Integration Flashcards
Improper integral
Integral evaluated as b approaches infinty
Main techniques used to solve
Inspection
U-sub
By parts
Partial fractions
Inspection
If numerator is derivative of the denominator then integral is simply ln(denominator) + c
How can the fraction be manipulated so it fits for inspection
We can multiply by n/n and remove some constants from within the integral, alternatively we can use partial fractions or simply splitting the numerator
U Substitution
Aim to simplify integral with the definition of du and get it into a standard integral form that is easily solved.
Integration by parts equation
∫u’v = uv -∫uv’
Integration by parts for cyclic functions
Set integral = to I, eventually our -∫uv’ will equal our original so we resub in I and rearrange to solve.
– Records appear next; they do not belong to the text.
#![allow(dead_code, clippy::unwrap_used, clippy::expect_used)]

//! Entities, hooks and fixtures shared by the integration suites.
//!
//! Every suite runs against its own in-memory `SQLite` database.

use repokit_db::{ConnectOpts, DbHandle, RepositoryHooks};
use sea_orm::{
    ActiveValue::{NotSet, Set},
    ColumnTrait, ConnectionTrait, DatabaseConnection, DbErr, QueryFilter, QueryOrder, Select,
};

pub mod news {
    use sea_orm::entity::prelude::*;

    #[derive(Debug, Clone, PartialEq, Eq, DeriveEntityModel)]
    #[sea_orm(table_name = "news")]
    pub struct Model {
        #[sea_orm(primary_key)]
        pub id: i32,
        pub title: String,
        pub text: Option<String>,
    }

    #[derive(Copy, Clone, Debug, EnumIter, DeriveRelation)]
    pub enum Relation {}

    impl ActiveModelBehavior for ActiveModel {}
}

pub mod users {
    use sea_orm::entity::prelude::*;

    #[derive(Debug, Clone, PartialEq, Eq, DeriveEntityModel)]
    #[sea_orm(table_name = "users")]
    pub struct Model {
        #[sea_orm(primary_key)]
        pub id: i32,
        #[sea_orm(unique)]
        pub username: String,
        pub password: String,
        pub display_name: Option<String>,
    }

    #[derive(Copy, Clone, Debug, EnumIter, DeriveRelation)]
    pub enum Relation {}

    impl ActiveModelBehavior for ActiveModel {}
}

pub mod comments {
    use sea_orm::entity::prelude::*;

    #[derive(Debug, Clone, PartialEq, Eq, DeriveEntityModel)]
    #[sea_orm(table_name = "comments")]
    pub struct Model {
        #[sea_orm(primary_key)]
        pub id: i32,
        pub news_id: i32,
        pub body: String,
    }

    #[derive(Copy, Clone, Debug, EnumIter, DeriveRelation)]
    pub enum Relation {}

    impl ActiveModelBehavior for ActiveModel {}
}

pub mod notes {
    use sea_orm::entity::prelude::*;

    #[derive(Debug, Clone, PartialEq, Eq, DeriveEntityModel)]
    #[sea_orm(table_name = "notes")]
    pub struct Model {
        #[sea_orm(primary_key)]
        pub id: i32,
        pub body: String,
        pub archived: bool,
    }

    #[derive(Copy, Clone, Debug, EnumIter, DeriveRelation)]
    pub enum Relation {}

    impl ActiveModelBehavior for ActiveModel {}
}

const SCHEMA: &[&str] = &[
    "CREATE TABLE news (
        id INTEGER PRIMARY KEY AUTOINCREMENT NOT NULL,
        title TEXT NOT NULL,
        text TEXT NULL
    )",
    "CREATE TABLE users (
        id INTEGER PRIMARY KEY AUTOINCREMENT NOT NULL,
        username TEXT NOT NULL UNIQUE,
        password TEXT NOT NULL,
        display_name TEXT NULL
    )",
    "CREATE TABLE comments (
        id INTEGER PRIMARY KEY AUTOINCREMENT NOT NULL,
        news_id INTEGER NOT NULL REFERENCES news (id),
        body TEXT NOT NULL
    )",
    "CREATE TABLE notes (
        id INTEGER PRIMARY KEY AUTOINCREMENT NOT NULL,
        body TEXT NOT NULL,
        archived BOOLEAN NOT NULL DEFAULT FALSE
    )",
];

/// Create every test table on `conn`.
pub async fn create_schema(conn: &DatabaseConnection) -> Result<(), DbErr> {
    for stmt in SCHEMA {
        conn.execute_unprepared(stmt).await?;
    }
    Ok(())
}

/// Fresh in-memory database with the test schema.
pub async fn setup_db() -> DbHandle {
    let db = DbHandle::connect("sqlite::memory:", ConnectOpts::default())
        .await
        .expect("connect to in-memory sqlite");
    create_schema(db.sea()).await.expect("create schema");
    db
}

// ---------------------------------------------------------------------------
// News: the plain case, ascending id as default order.

#[derive(Debug, Clone, PartialEq, Eq)]
pub struct News {
    pub id: i32,
    pub title: String,
    pub text: Option<String>,
}

#[derive(Debug, Clone)]
pub struct NewsCreate {
    pub title: String,
    pub text: Option<String>,
}

impl NewsCreate {
    pub fn new(title: &str, text: Option<&str>) -> Self {
        Self {
            title: title.to_owned(),
            text: text.map(str::to_owned),
        }
    }
}

/// `None` leaves a field unchanged; `Some(None)` clears `text`.
#[derive(Debug, Clone, Default)]
pub struct NewsUpdate {
    pub title: Option<String>,
    pub text: Option<Option<String>>,
}

#[derive(Debug, Clone, Copy, Default)]
pub struct NewsHooks;

impl RepositoryHooks for NewsHooks {
    type Entity = news::Entity;
    type Model = News;
    type Id = i32;
    type CreateForm = NewsCreate;
    type UpdateForm = NewsUpdate;

    fn filter_by_id(&self, select: Select<news::Entity>, id: &i32) -> Select<news::Entity> {
        select.filter(news::Column::Id.eq(*id))
    }

    fn default_order(&self, select: Select<news::Entity>) -> Select<news::Entity> {
        select.order_by_asc(news::Column::Id)
    }

    fn to_domain(&self, record: news::Model) -> News {
        News {
            id: record.id,
            title: record.title,
            text: record.text,
        }
    }

    fn new_record(&self, form: NewsCreate) -> news::ActiveModel {
        news::ActiveModel {
            id: NotSet,
            title: Set(form.title),
            text: Set(form.text),
        }
    }

    fn apply_update(&self, record: &mut news::ActiveModel, form: NewsUpdate) {
        if let Some(title) = form.title {
            record.title = Set(title);
        }
        if let Some(text) = form.text {
            record.text = Set(text);
        }
    }
}

/// Ten news items: even ids titled `Topic {i}`, odd ids `Story {i}`.
/// Item 10 has no text.
pub async fn seed_news<R>(repo: &R) -> Vec<News>
where
    R: repokit_spec::AsyncCrudRepository<
            Model = News,
            CreateForm = NewsCreate,
            Error = repokit_db::RepoError,
        >,
{
    let mut out = Vec::new();
    for i in 1..=10 {
        let title = if i % 2 == 0 {
            format!("Topic {i}")
        } else {
            format!("Story {i}")
        };
        let text = (i != 10).then(|| format!("Text {i}"));
        out.push(repo.create(NewsCreate { title, text }).await.unwrap());
    }
    out
}

pub fn ids(items: &[News]) -> Vec<i32> {
    items.iter().map(|n| n.id).collect()
}

// ---------------------------------------------------------------------------
// Users: unique username.

#[derive(Debug, Clone, PartialEq, Eq)]
pub struct User {
    pub id: i32,
    pub username: String,
    pub display_name: Option<String>,
}

#[derive(Debug, Clone)]
pub struct UserCreate {
    pub username: String,
    pub password: String,
}

impl UserCreate {
    pub fn new(username: &str) -> Self {
        Self {
            username: username.to_owned(),
            password: "secret".to_owned(),
        }
    }
}

#[derive(Debug, Clone, Default)]
pub struct UserUpdate {
    pub username: Option<String>,
    pub display_name: Option<Option<String>>,
}

#[derive(Debug, Clone, Copy, Default)]
pub struct UserHooks;

impl RepositoryHooks for UserHooks {
    type Entity = users::Entity;
    type Model = User;
    type Id = i32;
    type CreateForm = UserCreate;
    type UpdateForm = UserUpdate;

    fn filter_by_id(&self, select: Select<users::Entity>, id: &i32) -> Select<users::Entity> {
        select.filter(users::Column::Id.eq(*id))
    }

    fn to_domain(&self, record: users::Model) -> User {
        User {
            id: record.id,
            username: record.username,
            display_name: record.display_name,
        }
    }

    fn new_record(&self, form: UserCreate) -> users::ActiveModel {
        users::ActiveModel {
            id: NotSet,
            username: Set(form.username),
            password: Set(form.password),
            display_name: Set(None),
        }
    }

    fn apply_update(&self, record: &mut users::ActiveModel, form: UserUpdate) {
        if let Some(username) = form.username {
            record.username = Set(username);
        }
        if let Some(display_name) = form.display_name {
            record.display_name = Set(display_name);
        }
    }
}

// ---------------------------------------------------------------------------
// Comments: foreign key into news.

#[derive(Debug, Clone, PartialEq, Eq)]
pub struct Comment {
    pub id: i32,
    pub news_id: i32,
    pub body: String,
}

#[derive(Debug, Clone)]
pub struct CommentCreate {
    pub news_id: i32,
    pub body: String,
}

#[derive(Debug, Clone, Default)]
pub struct CommentUpdate {
    pub news_id: Option<i32>,
}

#[derive(Debug, Clone, Copy, Default)]
pub struct CommentHooks;

impl RepositoryHooks for CommentHooks {
    type Entity = comments::Entity;
    type Model = Comment;
    type Id = i32;
    type CreateForm = CommentCreate;
    type UpdateForm = CommentUpdate;

    fn model_name(&self) -> &'static str {
        "Comment"
    }

    fn filter_by_id(&self, select: Select<comments::Entity>, id: &i32) -> Select<comments::Entity> {
        select.filter(comments::Column::Id.eq(*id))
    }

    fn to_domain(&self, record: comments::Model) -> Comment {
        Comment {
            id: record.id,
            news_id: record.news_id,
            body: record.body,
        }
    }

    fn new_record(&self, form: CommentCreate) -> comments::ActiveModel {
        comments::ActiveModel {
            id: NotSet,
            news_id: Set(form.news_id),
            body: Set(form.body),
        }
    }

    fn apply_update(&self, record: &mut comments::ActiveModel, form: CommentUpdate) {
        if let Some(news_id) = form.news_id {
            record.news_id = Set(news_id);
        }
    }
}

// ---------------------------------------------------------------------------
// Notes: archived rows are hidden by the default filter; newest first.

#[derive(Debug, Clone, PartialEq, Eq)]
pub struct Note {
    pub id: i32,
    pub body: String,
    pub archived: bool,
}

#[derive(Debug, Clone)]
pub struct NoteCreate {
    pub body: String,
    pub archived: bool,
}

impl NoteCreate {
    pub fn new(body: &str, archived: bool) -> Self {
        Self {
            body: body.to_owned(),
            archived,
        }
    }
}

#[derive(Debug, Clone, Default)]
pub struct NoteUpdate {
    pub body: Option<String>,
}

#[derive(Debug, Clone, Copy, Default)]
pub struct NoteHooks;

impl RepositoryHooks for NoteHooks {
    type Entity = notes::Entity;
    type Model = Note;
    type Id = i32;
    type CreateForm = NoteCreate;
    type UpdateForm = NoteUpdate;

    fn filter_by_id(&self, select: Select<notes::Entity>, id: &i32) -> Select<notes::Entity> {
        select.filter(notes::Column::Id.eq(*id))
    }

    fn default_filter(&self, select: Select<notes::Entity>) -> Select<notes::Entity> {
        select.filter(notes::Column::Archived.eq(false))
    }

    fn default_order(&self, select: Select<notes::Entity>) -> Select<notes::Entity> {
        select.order_by_desc(notes::Column::Id)
    }

    fn to_domain(&self, record: notes::Model) -> Note {
        Note {
            id: record.id,
            body: record.body,
            archived: record.archived,
        }
    }

    fn new_record(&self, form: NoteCreate) -> notes::ActiveModel {
        notes::ActiveModel {
            id: NotSet,
            body: Set(form.body),
            archived: Set(form.archived),
        }
    }

    fn apply_update(&self, record: &mut notes::ActiveModel, form: NoteUpdate) {
        if let Some(body) = form.body {
            record.body = Set(body);
        }
    }
}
(May need to show that we’ve changed c)
Alternative approaches related to integration by parts
May have to create a u’ = 1 or alternatively vary which is u’ and which is v as may not always be obvioius/ straightforward
Partial fractions used when:
Need to split up an integral into more easily analysed components:
3 forms of partial fractions
no repeated root, repeated root and irreducible quadratic
no repeated root
= A/(x-n1) + B/(x-n2)
repeated root
= A/(x-n1) + B/(x-n2) + C/(x-n2)^2
quadratric
= A/(x-n1) + (Bx+C)/(x^2-n2x + n3)
How to solve partial fractions
Multiply equation by denominator and use logical values of x to set some constants to 0 and then solve
What if order of numerator is greater than that of the denominator
We use long algebraic divion
Process of long algebraic division
Set up division with denominator as the divisor. Then multiply divisor by values that will help solve the equation when we have numerator - denominator and values will = 0. These values go to the top of the division and as bottom slowly simplifies to a point until it cant be simplified further, then our answer will be top line + remainder/divisor
Length of curve equation
L =∫ (1+(f’(x))^2)^1/2 dx
Integral of parametric equations
L = ∫ ((y(t))^2 + (x(t))^2)^1/2
How to integrate absolute values:
Create a piecewise function that has one part when |inside| when inside is greater than 0 and one where inside is less than 0 (with this one being multiplied by -1)
We can then split the integral and determine what the limits will be then solve normally.
Technique to solve integral with difficult bottom
Multiply by conjugate to try simplify (a^2 - b^2)